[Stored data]
_ _ _ _ _ _ _

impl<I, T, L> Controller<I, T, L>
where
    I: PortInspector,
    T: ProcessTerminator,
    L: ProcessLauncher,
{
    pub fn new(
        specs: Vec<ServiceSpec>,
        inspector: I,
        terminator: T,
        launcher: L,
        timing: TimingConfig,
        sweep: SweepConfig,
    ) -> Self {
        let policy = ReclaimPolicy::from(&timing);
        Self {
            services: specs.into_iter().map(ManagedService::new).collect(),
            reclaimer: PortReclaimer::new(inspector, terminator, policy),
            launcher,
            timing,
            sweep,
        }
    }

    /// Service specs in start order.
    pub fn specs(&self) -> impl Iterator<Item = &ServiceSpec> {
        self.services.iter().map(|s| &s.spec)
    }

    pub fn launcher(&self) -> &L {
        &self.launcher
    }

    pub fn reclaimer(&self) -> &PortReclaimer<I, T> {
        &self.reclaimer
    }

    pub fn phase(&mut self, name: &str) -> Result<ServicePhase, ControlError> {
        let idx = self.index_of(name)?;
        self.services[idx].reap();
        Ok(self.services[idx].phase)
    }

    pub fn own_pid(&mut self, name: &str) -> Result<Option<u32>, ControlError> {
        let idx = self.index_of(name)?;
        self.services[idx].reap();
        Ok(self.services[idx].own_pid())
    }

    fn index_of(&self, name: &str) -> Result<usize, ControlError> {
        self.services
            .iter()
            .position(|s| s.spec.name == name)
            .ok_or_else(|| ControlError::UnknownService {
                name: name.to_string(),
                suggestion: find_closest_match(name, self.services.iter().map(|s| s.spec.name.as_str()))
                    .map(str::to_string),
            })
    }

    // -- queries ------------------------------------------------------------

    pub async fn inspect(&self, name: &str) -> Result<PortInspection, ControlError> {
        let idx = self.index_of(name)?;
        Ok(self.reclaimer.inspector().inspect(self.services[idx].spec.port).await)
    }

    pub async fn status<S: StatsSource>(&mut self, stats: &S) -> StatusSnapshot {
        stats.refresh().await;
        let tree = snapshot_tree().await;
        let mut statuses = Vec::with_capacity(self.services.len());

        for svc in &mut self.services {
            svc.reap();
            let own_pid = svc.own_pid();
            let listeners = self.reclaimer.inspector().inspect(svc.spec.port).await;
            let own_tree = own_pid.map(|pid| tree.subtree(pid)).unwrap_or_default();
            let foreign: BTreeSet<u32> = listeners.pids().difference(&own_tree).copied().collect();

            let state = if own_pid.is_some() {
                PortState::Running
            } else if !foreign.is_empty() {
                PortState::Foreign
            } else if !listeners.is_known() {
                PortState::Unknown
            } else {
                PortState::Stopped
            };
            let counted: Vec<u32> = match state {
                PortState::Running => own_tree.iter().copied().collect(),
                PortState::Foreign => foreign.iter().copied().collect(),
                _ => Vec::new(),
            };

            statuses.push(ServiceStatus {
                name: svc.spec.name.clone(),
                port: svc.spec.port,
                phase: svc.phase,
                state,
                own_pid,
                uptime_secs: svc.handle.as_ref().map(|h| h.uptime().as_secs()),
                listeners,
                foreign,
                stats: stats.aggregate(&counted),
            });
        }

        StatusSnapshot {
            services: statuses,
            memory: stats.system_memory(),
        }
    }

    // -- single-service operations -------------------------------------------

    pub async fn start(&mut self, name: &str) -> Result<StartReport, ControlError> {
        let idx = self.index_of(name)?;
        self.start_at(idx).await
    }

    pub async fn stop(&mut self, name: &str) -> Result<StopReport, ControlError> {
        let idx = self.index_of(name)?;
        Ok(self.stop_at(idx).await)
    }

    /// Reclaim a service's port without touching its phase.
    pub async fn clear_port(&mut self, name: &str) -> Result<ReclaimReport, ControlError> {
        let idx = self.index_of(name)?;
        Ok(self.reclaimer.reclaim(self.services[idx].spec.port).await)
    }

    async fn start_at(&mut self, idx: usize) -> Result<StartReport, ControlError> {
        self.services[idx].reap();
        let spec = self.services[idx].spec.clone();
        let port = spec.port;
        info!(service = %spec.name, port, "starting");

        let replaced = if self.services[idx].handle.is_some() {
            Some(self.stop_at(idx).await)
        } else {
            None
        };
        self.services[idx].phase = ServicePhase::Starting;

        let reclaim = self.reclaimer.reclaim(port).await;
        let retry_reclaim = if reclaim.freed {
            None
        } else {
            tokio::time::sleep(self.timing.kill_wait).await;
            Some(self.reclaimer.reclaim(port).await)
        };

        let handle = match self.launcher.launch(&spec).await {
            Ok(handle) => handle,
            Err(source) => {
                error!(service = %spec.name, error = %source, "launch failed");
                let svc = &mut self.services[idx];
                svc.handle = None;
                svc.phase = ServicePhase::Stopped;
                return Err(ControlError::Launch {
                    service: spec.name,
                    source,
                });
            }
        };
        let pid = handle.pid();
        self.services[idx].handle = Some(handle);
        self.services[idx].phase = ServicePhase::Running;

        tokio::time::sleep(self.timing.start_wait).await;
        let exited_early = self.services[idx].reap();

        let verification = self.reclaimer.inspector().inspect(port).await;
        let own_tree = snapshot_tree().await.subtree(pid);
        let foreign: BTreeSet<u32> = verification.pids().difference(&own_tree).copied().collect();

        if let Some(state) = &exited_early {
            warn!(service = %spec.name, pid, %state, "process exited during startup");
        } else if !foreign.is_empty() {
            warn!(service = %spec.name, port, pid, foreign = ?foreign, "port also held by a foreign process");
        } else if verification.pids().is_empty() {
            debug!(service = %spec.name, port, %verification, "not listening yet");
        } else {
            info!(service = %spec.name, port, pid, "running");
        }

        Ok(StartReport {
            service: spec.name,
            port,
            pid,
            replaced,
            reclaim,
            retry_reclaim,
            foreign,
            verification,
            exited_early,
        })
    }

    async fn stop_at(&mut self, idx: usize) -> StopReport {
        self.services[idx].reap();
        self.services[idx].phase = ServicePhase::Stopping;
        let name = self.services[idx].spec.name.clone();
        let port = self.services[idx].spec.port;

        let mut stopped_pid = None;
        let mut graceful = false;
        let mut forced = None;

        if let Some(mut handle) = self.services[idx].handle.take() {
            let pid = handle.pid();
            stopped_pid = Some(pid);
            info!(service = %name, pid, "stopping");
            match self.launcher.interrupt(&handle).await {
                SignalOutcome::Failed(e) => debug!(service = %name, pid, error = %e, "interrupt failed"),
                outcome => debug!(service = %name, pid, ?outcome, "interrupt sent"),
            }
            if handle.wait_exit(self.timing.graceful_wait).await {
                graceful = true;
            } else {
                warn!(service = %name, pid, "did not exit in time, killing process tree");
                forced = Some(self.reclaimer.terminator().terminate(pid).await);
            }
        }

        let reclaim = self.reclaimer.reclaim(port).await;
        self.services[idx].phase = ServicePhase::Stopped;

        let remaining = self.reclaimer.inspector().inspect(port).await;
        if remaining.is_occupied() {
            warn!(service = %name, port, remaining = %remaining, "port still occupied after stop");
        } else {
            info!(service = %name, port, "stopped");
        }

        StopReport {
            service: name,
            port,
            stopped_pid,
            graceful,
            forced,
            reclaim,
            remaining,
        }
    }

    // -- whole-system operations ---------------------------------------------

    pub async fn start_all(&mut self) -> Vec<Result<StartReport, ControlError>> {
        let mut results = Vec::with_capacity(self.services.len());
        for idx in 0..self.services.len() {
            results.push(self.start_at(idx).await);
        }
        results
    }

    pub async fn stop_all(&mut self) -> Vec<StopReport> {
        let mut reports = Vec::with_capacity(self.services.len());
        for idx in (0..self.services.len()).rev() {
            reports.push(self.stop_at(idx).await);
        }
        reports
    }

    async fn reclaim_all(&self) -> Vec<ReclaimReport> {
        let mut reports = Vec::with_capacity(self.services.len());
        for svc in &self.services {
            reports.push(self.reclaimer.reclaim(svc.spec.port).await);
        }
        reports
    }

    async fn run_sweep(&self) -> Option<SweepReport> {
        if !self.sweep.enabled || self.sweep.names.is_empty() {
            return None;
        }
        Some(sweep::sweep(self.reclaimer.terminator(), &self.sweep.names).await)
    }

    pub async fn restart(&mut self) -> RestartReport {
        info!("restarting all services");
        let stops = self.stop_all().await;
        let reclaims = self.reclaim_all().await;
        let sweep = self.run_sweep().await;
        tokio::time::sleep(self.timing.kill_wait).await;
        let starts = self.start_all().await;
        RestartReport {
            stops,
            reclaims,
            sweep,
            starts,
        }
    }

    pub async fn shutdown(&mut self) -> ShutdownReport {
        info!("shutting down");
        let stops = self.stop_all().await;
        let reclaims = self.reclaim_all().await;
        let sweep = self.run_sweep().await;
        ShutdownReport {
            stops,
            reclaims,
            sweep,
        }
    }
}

_ _ _ _ _ _ _

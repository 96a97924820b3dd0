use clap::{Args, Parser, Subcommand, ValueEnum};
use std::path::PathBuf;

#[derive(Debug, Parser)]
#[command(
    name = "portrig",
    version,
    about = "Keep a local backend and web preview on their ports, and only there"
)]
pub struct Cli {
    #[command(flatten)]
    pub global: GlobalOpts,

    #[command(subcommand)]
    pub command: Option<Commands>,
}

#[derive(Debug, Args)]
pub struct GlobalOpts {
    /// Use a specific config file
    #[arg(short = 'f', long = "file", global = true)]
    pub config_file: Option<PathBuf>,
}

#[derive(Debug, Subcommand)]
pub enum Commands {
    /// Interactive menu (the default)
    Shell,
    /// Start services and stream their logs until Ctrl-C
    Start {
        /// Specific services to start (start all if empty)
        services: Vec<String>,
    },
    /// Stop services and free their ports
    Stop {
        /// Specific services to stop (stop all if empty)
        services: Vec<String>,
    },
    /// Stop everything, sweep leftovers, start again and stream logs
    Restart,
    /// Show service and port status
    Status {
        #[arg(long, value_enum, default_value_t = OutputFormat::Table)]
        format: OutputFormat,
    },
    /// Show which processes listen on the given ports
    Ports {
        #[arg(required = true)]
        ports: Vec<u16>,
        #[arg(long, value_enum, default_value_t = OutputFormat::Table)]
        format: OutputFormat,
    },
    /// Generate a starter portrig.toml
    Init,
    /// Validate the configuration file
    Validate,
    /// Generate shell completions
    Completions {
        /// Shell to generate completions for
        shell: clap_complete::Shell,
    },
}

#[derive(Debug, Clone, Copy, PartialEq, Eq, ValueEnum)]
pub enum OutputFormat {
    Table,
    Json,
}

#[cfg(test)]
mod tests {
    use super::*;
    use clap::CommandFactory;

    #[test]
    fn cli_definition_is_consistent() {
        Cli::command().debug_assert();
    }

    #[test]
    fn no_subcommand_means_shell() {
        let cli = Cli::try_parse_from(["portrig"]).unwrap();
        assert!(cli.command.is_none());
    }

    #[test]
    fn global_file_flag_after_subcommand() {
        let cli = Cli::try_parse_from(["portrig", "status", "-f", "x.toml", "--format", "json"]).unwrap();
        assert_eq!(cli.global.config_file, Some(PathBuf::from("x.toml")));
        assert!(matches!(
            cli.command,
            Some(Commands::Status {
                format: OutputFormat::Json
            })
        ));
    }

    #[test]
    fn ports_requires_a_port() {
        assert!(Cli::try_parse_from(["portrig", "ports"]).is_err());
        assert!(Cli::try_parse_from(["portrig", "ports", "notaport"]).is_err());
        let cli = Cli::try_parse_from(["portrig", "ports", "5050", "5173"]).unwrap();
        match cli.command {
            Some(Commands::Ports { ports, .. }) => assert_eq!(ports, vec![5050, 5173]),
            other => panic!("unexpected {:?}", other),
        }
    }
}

_ _ _ _ _ _ _

# [Task directions]
A single number is required: the count of lines in the data that contain the string "return".

# [Solution for this exercise]
2